[Stored data]

####################

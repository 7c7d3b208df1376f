// Camera module for webcam capture and the latest-frame feed

use std::sync::Arc;

use nokhwa::pixel_format::RgbFormat;
use nokhwa::utils::{
    CameraFormat, CameraIndex, FrameFormat, RequestedFormat, RequestedFormatType, Resolution,
};
use nokhwa::Camera;
use tokio::sync::watch;
use tracing::{error, info};

use crate::config::CameraConfig;
use crate::error::{MoodMirrorError, Result};
use crate::models::Frame;

/// Publishes the most recent camera frame.
///
/// The feed is empty until the stream delivers its first frame; that first
/// frame is the "stream ready" signal the detection loop waits for.
#[derive(Clone)]
pub struct FrameFeed {
    sender: Arc<watch::Sender<Option<Arc<Frame>>>>,
}

impl Default for FrameFeed {
    fn default() -> Self {
        let (sender, _) = watch::channel(None);
        Self {
            sender: Arc::new(sender),
        }
    }
}

impl FrameFeed {
    pub fn new() -> Self {
        Self::default()
    }

    /// Replaces the current frame
    pub fn publish(&self, frame: Arc<Frame>) {
        self.sender.send_replace(Some(frame));
    }

    /// Detaches the stream; ticks are skipped until the next publish
    pub fn detach(&self) {
        self.sender.send_replace(None);
    }

    pub fn latest(&self) -> Option<Arc<Frame>> {
        self.sender.borrow().clone()
    }

    pub fn is_attached(&self) -> bool {
        self.sender.borrow().is_some()
    }

    pub fn subscribe(&self) -> watch::Receiver<Option<Arc<Frame>>> {
        self.sender.subscribe()
    }
}

/// Owns the webcam and decodes frames on demand
pub struct CameraManager {
    camera: Camera,
    is_streaming: bool,
}

impl CameraManager {
    /// Opens the configured camera, falling back to the next index
    pub fn new(config: &CameraConfig) -> Result<Self> {
        let requested_format = RequestedFormat::new::<RgbFormat>(RequestedFormatType::Closest(
            CameraFormat::new(
                Resolution::new(config.width, config.height),
                FrameFormat::YUYV,
                config.fps,
            ),
        ));

        let camera = Self::try_open_camera(config.index, requested_format)
            .or_else(|_| Self::try_open_camera(config.index + 1, requested_format))
            .map_err(|e| {
                error!(
                    "Failed to initialize camera after trying multiple indices: {}",
                    e
                );
                MoodMirrorError::CameraInit(format!(
                    "Could not open camera. Make sure:\n\
                    1. A camera is connected\n\
                    2. No other app is using it\n\
                    3. Camera permissions are granted\n\
                    Error: {e}"
                ))
            })?;

        info!("Opened camera: {}", camera.info().human_name());

        Ok(Self {
            camera,
            is_streaming: false,
        })
    }

    fn try_open_camera(index: u32, requested_format: RequestedFormat) -> Result<Camera> {
        Camera::new(CameraIndex::Index(index), requested_format).map_err(MoodMirrorError::from)
    }

    /// Opens the camera stream if not already open
    pub fn ensure_stream_open(&mut self) -> Result<()> {
        if self.is_streaming {
            return Ok(());
        }
        self.camera.open_stream().map_err(|e| {
            error!("Failed to open camera stream: {}", e);
            MoodMirrorError::from(e)
        })?;
        self.is_streaming = true;
        Ok(())
    }

    /// Gets the most recent frame (blocking)
    pub fn get_current_frame(&mut self) -> Result<Frame> {
        let frame_data = self.camera.frame().map_err(|e| {
            MoodMirrorError::FrameProcessing(format!("Failed to capture frame: {e}"))
        })?;

        let buffer = frame_data.decode_image::<RgbFormat>().map_err(|e| {
            MoodMirrorError::FrameProcessing(format!("Failed to decode frame: {e}"))
        })?;

        let (width, height) = (buffer.width(), buffer.height());
        Ok(Frame::new(buffer.into_raw(), width, height))
    }

    /// Stops the camera stream
    pub fn stop_capture(&mut self) {
        if !self.is_streaming {
            return;
        }
        self.is_streaming = false;

        if let Err(e) = self.camera.stop_stream() {
            error!("Error stopping camera stream: {}", e);
        }
    }
}

impl Drop for CameraManager {
    fn drop(&mut self) {
        self.stop_capture();
    }
}
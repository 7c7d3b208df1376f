// UI module: video, overlay canvas, expression label and mood background

use std::sync::Arc;
use std::time::Instant;

use crate::camera::{CameraManager, FrameFeed};
use crate::detection::DetectionSession;
use crate::loader::LoadStatus;
use crate::models::{Color, DisplaySize};
use crate::presentation::{Annotation, OverlaySurface, Presenter};
use tracing::warn;

const LABEL_SIZE: f32 = 36.0;
const ANNOTATION_SIZE: f32 = 13.0;

fn to_color32(color: Color) -> egui::Color32 {
    egui::Color32::from_rgb(color.r, color.g, color.b)
}

/// Main application UI
pub struct MoodMirrorApp {
    camera: Option<CameraManager>,
    camera_error: Option<String>,
    frames: FrameFeed,
    surface: OverlaySurface,
    presenter: Arc<Presenter>,
    session: Arc<DetectionSession>,
    camera_texture: Option<egui::TextureHandle>,
    overlay_texture: Option<egui::TextureHandle>,
    overlay_revision: u64,
    annotations: Vec<Annotation>,
}

impl MoodMirrorApp {
    pub fn new(
        camera: Result<CameraManager, String>,
        frames: FrameFeed,
        surface: OverlaySurface,
        presenter: Arc<Presenter>,
        session: Arc<DetectionSession>,
    ) -> Self {
        let (camera, camera_error) = match camera {
            Ok(camera) => (Some(camera), None),
            Err(e) => (None, Some(e)),
        };
        Self {
            camera,
            camera_error,
            frames,
            surface,
            presenter,
            session,
            camera_texture: None,
            overlay_texture: None,
            overlay_revision: 0,
            annotations: Vec::new(),
        }
    }

    /// Pulls the latest frame, shows it and hands it to the detection loop
    fn update_camera_texture(&mut self, ctx: &egui::Context) {
        let Some(camera) = self.camera.as_mut() else {
            return;
        };
        if let Err(e) = camera.ensure_stream_open() {
            warn!("Camera stream unavailable: {}", e);
            self.camera_error = Some(e.to_string());
            self.camera = None;
            self.frames.detach();
            return;
        }

        match camera.get_current_frame() {
            Ok(frame) => {
                let color_image = egui::ColorImage::from_rgb(
                    [frame.width as usize, frame.height as usize],
                    &frame.data,
                );
                self.camera_texture =
                    Some(ctx.load_texture("camera", color_image, egui::TextureOptions::LINEAR));
                self.frames.publish(Arc::new(frame));
            }
            Err(e) => warn!("Dropped camera frame: {}", e),
        }
    }

    /// Re-uploads the overlay only when the presenter redrew it
    fn update_overlay_texture(&mut self, ctx: &egui::Context) {
        if let Some((revision, canvas)) = self.presenter.overlay_since(self.overlay_revision) {
            let image = canvas.image();
            let color_image = egui::ColorImage::from_rgba_unmultiplied(
                [image.width() as usize, image.height() as usize],
                image.as_raw(),
            );
            self.overlay_texture =
                Some(ctx.load_texture("overlay", color_image, egui::TextureOptions::LINEAR));
            self.annotations = canvas.annotations().to_vec();
            self.overlay_revision = revision;
        }
    }

    fn status_text(&self) -> Option<String> {
        if let Some(e) = &self.camera_error {
            return Some(format!("Camera unavailable: {e}"));
        }
        match self.session.models().status() {
            LoadStatus::Ready => None,
            LoadStatus::Failed(e) => Some(format!("Could not load models: {e}")),
            LoadStatus::Idle | LoadStatus::Loading => Some("Loading models…".to_string()),
        }
    }

    /// Renders the video with the overlay canvas on top of the mood background
    fn render_camera_view(&self, ctx: &egui::Context) {
        let background = to_color32(self.presenter.background_color(Instant::now()));

        egui::CentralPanel::default()
            .frame(egui::Frame::none().fill(background))
            .show(ctx, |ui| {
                let available = ui.available_rect_before_wrap();
                let available_size = available.size();

                if let Some(texture) = &self.camera_texture {
                    let texture_size = texture.size_vec2();
                    let aspect_ratio = texture_size.x / texture_size.y;

                    // Fit while keeping the aspect ratio
                    let mut display_width = available_size.x;
                    let mut display_height = display_width / aspect_ratio;
                    if display_height > available_size.y {
                        display_height = available_size.y;
                        display_width = display_height * aspect_ratio;
                    }

                    let video_rect = egui::Rect::from_center_size(
                        available.center(),
                        egui::vec2(display_width, display_height),
                    );
                    self.surface.attach(DisplaySize::new(
                        display_width.round() as u32,
                        display_height.round() as u32,
                    ));

                    ui.put(
                        video_rect,
                        egui::Image::new(texture).fit_to_exact_size(video_rect.size()),
                    );
                    if let Some(overlay) = &self.overlay_texture {
                        ui.put(
                            video_rect,
                            egui::Image::new(overlay).fit_to_exact_size(video_rect.size()),
                        );
                    }

                    let painter = ui.painter();
                    for annotation in &self.annotations {
                        painter.text(
                            video_rect.min + egui::vec2(annotation.x, annotation.y),
                            egui::Align2::LEFT_TOP,
                            &annotation.text,
                            egui::FontId::proportional(ANNOTATION_SIZE),
                            egui::Color32::WHITE,
                        );
                    }
                } else {
                    self.surface.detach();
                }

                let painter = ui.painter();
                let state = self.presenter.ui_state();
                painter.text(
                    egui::pos2(available.center().x, available.min.y + 20.0),
                    egui::Align2::CENTER_TOP,
                    &state.displayed_label,
                    egui::FontId::proportional(LABEL_SIZE),
                    egui::Color32::WHITE,
                );

                if let Some(status) = self.status_text() {
                    painter.text(
                        egui::pos2(available.center().x, available.max.y - 20.0),
                        egui::Align2::CENTER_BOTTOM,
                        status,
                        egui::FontId::proportional(ANNOTATION_SIZE + 3.0),
                        egui::Color32::WHITE,
                    );
                }
            });
    }
}

impl eframe::App for MoodMirrorApp {
    fn update(&mut self, ctx: &egui::Context, _frame: &mut eframe::Frame) {
        ctx.request_repaint();

        self.update_camera_texture(ctx);
        self.update_overlay_texture(ctx);
        self.render_camera_view(ctx);
    }
}

impl Drop for MoodMirrorApp {
    fn drop(&mut self) {
        self.session.stop();
        self.surface.detach();
        self.frames.detach();
    }
}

####################

* Instructions to follow *
Scan the entries above and return each line that holds "module".

* Solution to the problem *
// Camera module for webcam capture and the latest-frame feed
// UI module: video, overlay canvas, expression label and mood background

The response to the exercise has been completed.